--- Available data Enclosed Below ---

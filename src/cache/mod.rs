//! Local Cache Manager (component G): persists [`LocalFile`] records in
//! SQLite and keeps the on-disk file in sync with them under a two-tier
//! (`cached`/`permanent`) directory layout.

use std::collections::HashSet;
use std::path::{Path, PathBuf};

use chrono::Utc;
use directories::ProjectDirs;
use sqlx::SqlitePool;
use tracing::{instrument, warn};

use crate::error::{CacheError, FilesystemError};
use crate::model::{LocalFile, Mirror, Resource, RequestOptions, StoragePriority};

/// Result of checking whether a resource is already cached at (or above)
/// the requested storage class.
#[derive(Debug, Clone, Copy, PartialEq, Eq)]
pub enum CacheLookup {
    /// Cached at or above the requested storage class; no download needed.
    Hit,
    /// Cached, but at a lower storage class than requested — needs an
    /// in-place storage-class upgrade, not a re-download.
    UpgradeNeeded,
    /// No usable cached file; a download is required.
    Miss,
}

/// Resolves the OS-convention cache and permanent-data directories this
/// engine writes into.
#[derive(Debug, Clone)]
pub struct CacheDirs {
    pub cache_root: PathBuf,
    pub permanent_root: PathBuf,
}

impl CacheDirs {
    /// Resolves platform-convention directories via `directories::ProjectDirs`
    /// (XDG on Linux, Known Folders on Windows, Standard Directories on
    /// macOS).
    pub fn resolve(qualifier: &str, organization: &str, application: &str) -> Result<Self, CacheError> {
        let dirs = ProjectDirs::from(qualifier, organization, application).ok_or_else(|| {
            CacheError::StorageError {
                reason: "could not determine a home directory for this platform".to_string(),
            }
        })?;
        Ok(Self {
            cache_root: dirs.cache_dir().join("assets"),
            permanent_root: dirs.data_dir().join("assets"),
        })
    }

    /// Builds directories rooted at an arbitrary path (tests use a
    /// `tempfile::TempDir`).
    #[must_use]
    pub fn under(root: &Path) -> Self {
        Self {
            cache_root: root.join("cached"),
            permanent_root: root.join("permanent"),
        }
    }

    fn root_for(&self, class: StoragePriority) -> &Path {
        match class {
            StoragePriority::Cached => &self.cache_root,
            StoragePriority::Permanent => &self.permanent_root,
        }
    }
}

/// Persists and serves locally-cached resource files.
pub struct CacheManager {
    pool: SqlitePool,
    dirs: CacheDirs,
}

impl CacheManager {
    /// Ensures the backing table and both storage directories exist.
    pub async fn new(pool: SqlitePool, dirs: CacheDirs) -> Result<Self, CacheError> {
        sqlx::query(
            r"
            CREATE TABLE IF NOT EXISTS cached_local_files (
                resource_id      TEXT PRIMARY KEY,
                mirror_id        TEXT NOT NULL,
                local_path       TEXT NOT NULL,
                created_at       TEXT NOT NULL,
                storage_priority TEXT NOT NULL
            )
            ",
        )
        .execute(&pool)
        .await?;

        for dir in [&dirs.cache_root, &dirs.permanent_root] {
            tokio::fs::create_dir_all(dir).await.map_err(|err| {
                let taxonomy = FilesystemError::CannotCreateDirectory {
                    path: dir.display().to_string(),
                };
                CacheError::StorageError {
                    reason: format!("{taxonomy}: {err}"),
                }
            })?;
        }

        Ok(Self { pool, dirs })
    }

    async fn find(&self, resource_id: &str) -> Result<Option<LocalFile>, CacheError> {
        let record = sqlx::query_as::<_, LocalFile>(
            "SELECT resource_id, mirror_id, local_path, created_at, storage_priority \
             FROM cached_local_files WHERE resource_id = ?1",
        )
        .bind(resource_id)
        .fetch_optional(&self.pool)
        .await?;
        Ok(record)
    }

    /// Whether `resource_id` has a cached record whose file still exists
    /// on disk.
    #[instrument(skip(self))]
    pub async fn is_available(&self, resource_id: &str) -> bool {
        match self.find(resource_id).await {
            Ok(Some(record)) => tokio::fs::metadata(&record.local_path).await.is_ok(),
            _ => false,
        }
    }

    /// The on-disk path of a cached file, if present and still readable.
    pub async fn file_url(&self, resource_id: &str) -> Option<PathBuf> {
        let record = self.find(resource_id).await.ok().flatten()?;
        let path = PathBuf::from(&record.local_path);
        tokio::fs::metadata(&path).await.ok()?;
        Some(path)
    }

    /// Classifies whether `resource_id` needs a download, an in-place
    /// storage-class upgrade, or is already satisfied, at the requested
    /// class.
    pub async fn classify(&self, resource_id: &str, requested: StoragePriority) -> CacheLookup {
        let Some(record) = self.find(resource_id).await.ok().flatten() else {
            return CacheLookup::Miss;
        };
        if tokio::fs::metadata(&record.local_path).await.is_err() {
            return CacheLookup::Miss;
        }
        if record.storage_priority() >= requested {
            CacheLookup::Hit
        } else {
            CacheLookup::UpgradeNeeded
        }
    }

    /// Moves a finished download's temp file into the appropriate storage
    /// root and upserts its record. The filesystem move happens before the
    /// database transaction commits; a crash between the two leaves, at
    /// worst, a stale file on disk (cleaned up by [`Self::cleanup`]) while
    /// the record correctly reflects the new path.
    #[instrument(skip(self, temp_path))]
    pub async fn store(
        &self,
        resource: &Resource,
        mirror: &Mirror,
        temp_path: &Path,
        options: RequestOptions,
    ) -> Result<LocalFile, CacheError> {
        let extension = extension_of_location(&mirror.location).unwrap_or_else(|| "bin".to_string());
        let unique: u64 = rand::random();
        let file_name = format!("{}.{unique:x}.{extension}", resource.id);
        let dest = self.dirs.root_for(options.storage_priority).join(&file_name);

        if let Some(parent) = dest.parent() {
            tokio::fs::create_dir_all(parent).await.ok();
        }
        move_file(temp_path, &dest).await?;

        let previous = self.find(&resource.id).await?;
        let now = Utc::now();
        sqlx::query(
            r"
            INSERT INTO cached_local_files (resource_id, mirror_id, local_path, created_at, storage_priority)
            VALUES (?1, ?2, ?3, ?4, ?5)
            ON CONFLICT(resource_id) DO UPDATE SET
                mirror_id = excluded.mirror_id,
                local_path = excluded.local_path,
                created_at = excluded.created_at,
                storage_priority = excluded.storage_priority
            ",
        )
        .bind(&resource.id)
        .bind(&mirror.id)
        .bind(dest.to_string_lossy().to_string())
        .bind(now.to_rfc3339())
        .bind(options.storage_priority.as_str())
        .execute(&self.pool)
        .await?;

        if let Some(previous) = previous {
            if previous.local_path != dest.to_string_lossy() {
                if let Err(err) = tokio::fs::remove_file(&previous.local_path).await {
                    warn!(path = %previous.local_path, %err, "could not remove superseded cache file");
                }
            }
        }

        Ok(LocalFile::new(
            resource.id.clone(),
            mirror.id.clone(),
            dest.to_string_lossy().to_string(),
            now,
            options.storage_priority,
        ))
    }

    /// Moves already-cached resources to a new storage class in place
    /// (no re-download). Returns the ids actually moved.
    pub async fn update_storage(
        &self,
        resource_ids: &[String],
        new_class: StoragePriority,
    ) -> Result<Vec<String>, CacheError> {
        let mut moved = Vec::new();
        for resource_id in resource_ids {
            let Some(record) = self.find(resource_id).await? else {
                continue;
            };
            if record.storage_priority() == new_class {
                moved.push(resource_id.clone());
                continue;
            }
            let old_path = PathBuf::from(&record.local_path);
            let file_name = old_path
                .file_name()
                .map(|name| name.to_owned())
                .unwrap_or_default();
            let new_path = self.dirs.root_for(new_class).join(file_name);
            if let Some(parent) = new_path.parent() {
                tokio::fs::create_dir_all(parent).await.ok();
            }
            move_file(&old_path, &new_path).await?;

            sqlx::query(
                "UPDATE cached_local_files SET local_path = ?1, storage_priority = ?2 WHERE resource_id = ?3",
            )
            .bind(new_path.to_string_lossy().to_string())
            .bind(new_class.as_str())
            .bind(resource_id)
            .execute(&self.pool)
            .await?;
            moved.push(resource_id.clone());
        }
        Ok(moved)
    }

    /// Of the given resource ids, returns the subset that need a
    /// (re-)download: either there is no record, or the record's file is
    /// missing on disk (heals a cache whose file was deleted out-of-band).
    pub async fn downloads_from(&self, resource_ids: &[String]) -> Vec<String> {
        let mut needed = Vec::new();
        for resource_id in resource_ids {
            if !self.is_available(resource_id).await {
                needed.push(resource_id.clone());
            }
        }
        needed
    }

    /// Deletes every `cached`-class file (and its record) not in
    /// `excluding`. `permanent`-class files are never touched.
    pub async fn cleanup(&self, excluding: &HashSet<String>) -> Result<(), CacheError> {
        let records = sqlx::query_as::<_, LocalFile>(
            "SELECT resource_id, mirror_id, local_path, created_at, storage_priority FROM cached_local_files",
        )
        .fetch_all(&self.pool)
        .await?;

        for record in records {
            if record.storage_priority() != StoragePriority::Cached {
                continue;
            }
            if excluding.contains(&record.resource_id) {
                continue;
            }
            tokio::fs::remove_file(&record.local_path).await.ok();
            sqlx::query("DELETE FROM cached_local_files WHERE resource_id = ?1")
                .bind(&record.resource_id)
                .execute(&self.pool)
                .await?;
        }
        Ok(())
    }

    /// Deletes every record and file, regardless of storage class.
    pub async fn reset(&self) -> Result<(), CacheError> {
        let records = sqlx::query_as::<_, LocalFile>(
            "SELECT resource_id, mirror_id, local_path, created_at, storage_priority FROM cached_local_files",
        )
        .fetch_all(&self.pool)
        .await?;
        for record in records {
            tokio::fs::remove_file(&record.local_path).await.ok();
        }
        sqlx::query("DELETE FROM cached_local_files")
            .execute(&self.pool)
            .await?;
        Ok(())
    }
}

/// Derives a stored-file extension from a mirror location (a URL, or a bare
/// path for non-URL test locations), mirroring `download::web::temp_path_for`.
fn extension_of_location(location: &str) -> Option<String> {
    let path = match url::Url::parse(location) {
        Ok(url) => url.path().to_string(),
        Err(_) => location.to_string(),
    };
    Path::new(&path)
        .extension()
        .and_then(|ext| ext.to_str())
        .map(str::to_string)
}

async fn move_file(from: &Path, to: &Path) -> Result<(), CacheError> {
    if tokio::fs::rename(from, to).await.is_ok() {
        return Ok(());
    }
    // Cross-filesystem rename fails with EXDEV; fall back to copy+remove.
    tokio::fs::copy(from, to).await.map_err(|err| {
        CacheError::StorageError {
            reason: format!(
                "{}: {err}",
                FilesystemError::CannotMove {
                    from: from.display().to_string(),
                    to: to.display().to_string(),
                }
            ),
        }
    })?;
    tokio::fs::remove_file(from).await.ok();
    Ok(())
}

--- End of Enclosed Available data ---

Requirement.
The count alone is wanted: how many lines above hold the string "organization"?

Expected answer.
2